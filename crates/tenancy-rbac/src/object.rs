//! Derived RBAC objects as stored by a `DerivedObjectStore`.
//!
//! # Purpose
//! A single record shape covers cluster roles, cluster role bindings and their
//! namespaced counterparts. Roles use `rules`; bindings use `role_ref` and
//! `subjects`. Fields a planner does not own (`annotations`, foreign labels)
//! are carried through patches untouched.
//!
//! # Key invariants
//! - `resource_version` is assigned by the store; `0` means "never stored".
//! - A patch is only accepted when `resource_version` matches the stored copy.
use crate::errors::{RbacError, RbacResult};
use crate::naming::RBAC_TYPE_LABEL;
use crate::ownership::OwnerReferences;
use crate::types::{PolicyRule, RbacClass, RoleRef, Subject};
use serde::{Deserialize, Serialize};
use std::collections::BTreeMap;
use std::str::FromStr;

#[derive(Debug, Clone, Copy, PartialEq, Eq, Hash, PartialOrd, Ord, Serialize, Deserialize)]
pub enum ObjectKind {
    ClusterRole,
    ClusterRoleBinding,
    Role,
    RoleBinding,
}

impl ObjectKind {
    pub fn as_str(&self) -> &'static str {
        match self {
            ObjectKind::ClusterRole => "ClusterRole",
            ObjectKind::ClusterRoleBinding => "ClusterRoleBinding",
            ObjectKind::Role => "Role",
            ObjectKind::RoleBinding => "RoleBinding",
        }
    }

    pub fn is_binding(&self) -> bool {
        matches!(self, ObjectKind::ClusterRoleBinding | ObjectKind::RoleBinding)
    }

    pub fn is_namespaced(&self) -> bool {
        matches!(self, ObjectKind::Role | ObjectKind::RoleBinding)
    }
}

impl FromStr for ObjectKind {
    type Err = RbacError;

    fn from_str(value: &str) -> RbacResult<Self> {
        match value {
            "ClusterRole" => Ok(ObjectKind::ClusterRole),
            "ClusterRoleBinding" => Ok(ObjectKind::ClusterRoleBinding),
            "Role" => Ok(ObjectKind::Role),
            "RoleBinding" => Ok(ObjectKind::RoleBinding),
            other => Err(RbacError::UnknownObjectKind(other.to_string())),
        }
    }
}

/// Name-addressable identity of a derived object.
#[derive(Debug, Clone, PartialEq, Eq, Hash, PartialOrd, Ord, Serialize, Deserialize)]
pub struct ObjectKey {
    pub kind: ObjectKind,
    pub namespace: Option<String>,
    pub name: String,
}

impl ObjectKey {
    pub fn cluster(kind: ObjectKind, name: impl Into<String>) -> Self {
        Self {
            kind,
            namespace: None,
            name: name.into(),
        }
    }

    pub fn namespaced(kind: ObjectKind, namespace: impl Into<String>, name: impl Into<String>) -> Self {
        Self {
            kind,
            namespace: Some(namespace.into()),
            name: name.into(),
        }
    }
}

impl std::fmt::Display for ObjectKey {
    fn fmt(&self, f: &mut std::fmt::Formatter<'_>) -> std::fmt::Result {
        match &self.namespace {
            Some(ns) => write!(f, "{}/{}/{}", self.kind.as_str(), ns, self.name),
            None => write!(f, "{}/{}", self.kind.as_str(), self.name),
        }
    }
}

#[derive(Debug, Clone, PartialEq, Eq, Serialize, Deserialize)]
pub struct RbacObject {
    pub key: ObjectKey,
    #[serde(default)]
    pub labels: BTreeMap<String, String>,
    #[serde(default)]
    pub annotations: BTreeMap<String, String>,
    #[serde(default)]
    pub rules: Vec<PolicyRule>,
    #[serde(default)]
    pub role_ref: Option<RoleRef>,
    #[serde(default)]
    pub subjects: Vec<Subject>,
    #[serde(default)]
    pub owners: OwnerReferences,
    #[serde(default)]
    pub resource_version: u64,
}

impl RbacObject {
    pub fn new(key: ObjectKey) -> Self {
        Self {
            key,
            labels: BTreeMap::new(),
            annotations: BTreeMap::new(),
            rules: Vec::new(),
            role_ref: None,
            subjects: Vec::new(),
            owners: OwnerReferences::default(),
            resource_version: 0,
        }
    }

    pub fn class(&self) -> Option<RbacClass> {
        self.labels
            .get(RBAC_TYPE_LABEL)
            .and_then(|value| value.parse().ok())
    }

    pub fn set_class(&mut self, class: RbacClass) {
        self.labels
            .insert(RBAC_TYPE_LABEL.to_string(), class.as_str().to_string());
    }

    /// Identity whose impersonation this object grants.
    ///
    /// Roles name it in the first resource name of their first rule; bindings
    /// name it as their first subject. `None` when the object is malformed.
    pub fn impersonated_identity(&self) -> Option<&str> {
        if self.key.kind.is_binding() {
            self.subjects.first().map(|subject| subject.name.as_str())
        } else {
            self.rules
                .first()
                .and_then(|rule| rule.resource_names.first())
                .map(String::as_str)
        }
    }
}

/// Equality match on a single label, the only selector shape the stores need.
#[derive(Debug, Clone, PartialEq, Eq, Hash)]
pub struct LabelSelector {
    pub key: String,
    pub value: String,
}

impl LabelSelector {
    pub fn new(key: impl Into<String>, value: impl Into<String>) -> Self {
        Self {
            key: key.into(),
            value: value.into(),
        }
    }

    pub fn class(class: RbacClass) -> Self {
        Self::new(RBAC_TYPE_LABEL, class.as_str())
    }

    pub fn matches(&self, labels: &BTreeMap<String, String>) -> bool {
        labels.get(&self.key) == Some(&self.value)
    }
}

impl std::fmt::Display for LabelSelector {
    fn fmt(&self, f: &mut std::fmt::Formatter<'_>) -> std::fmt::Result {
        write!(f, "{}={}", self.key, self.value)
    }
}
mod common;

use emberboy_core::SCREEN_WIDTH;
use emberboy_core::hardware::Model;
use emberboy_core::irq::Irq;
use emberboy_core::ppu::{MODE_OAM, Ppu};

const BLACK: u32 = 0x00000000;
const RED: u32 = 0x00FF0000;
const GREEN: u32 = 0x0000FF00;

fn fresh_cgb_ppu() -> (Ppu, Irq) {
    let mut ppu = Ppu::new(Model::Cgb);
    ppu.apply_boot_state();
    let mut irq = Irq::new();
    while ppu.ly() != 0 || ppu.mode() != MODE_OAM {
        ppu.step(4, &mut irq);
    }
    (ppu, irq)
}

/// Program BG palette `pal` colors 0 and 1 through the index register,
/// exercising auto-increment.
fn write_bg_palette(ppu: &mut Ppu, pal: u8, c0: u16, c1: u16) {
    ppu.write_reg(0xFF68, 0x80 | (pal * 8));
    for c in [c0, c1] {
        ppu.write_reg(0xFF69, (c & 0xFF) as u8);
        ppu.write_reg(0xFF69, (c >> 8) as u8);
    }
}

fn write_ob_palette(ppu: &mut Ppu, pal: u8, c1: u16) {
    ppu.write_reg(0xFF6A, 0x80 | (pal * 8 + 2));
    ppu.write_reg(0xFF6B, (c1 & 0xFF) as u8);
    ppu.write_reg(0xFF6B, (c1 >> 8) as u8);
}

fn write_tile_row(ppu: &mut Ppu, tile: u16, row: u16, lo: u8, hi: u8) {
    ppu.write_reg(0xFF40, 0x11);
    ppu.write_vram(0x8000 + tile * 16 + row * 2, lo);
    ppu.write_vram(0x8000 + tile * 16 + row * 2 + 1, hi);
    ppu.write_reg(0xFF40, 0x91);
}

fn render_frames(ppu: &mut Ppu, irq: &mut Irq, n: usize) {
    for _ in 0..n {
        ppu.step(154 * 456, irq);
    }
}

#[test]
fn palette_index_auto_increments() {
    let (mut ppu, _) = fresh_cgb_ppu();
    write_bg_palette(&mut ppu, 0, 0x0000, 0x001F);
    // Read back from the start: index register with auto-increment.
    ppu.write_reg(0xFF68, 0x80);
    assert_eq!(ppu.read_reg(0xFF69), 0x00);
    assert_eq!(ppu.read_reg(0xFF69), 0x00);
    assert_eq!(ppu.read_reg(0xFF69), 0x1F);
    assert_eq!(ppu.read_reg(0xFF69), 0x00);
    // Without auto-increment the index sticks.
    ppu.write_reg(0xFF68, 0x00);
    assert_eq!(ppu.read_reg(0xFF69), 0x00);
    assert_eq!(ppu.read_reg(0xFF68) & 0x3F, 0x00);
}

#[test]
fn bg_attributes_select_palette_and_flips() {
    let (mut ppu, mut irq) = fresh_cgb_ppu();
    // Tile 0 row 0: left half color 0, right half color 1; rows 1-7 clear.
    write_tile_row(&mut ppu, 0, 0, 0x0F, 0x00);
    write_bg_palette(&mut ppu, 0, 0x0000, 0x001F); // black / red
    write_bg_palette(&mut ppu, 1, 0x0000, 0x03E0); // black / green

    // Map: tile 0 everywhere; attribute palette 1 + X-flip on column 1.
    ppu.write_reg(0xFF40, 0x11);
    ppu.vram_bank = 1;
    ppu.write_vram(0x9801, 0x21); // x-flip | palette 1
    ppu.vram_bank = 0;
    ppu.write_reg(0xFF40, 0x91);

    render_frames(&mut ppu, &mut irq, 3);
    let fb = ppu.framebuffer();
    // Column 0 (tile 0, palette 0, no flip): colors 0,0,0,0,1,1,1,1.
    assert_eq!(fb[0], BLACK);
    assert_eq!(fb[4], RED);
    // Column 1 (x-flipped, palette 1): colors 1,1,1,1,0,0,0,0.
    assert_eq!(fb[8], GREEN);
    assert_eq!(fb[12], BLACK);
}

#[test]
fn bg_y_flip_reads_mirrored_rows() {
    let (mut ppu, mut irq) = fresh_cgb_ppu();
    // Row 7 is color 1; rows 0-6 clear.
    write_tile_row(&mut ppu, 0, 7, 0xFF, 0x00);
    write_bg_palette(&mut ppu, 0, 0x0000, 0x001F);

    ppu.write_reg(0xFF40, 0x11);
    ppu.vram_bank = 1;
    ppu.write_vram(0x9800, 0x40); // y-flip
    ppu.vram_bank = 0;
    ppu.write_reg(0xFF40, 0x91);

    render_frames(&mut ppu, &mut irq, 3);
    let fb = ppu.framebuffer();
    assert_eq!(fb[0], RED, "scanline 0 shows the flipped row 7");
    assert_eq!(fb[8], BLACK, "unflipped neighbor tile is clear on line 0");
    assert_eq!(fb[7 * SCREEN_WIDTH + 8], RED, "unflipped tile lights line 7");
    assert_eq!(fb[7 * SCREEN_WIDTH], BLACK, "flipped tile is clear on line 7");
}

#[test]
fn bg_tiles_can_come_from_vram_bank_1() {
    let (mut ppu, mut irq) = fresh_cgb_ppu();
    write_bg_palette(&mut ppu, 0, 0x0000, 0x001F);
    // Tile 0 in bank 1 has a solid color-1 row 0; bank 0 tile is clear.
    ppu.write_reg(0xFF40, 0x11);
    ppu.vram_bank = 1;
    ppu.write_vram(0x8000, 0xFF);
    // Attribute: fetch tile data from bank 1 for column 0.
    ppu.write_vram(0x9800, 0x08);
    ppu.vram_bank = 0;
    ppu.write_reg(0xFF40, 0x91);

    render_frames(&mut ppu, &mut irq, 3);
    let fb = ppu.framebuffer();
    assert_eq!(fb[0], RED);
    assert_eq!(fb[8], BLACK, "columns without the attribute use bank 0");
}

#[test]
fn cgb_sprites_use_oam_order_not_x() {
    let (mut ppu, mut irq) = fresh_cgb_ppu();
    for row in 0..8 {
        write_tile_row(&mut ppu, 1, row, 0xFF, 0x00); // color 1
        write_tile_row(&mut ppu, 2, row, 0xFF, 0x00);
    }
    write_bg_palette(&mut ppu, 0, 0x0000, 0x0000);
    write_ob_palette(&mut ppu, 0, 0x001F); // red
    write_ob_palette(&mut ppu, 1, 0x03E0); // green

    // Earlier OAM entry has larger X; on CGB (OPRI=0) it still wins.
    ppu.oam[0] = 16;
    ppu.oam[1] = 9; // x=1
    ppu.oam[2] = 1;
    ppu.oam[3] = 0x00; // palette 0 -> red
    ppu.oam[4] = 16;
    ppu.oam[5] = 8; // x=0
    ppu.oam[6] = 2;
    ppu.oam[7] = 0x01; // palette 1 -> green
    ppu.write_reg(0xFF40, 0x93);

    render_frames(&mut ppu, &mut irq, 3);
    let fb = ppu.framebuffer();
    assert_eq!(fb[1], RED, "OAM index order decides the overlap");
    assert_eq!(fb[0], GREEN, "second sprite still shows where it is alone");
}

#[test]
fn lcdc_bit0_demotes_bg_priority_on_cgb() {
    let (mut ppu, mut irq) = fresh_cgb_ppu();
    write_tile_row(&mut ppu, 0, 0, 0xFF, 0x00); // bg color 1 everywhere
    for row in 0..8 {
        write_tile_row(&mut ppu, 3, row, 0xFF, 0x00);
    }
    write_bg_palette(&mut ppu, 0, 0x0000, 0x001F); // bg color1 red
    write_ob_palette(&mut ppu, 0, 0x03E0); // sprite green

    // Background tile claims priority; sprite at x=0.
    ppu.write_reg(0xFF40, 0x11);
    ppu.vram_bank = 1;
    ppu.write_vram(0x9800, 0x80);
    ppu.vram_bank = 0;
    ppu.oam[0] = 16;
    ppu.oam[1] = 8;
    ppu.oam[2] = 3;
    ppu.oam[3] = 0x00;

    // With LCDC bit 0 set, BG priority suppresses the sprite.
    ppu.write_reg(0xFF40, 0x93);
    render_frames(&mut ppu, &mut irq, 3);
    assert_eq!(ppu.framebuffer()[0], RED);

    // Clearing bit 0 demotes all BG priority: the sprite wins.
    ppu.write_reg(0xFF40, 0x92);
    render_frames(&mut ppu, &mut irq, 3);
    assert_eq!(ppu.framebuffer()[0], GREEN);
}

—————

▸ ABOUT THIS TASK:
Repeat exactly the lines of the listing from its first line through the line that holds "# Key invariants". Nothing else should appear.

▸ EXERCISE ANSWER:
filename crates/tenancy-rbac/src/object.rs
//! Derived RBAC objects as stored by a `DerivedObjectStore`.
//!
//! # Purpose
//! A single record shape covers cluster roles, cluster role bindings and their
//! namespaced counterparts. Roles use `rules`; bindings use `role_ref` and
//! `subjects`. Fields a planner does not own (`annotations`, foreign labels)
//! are carried through patches untouched.
//!
//! # Key invariants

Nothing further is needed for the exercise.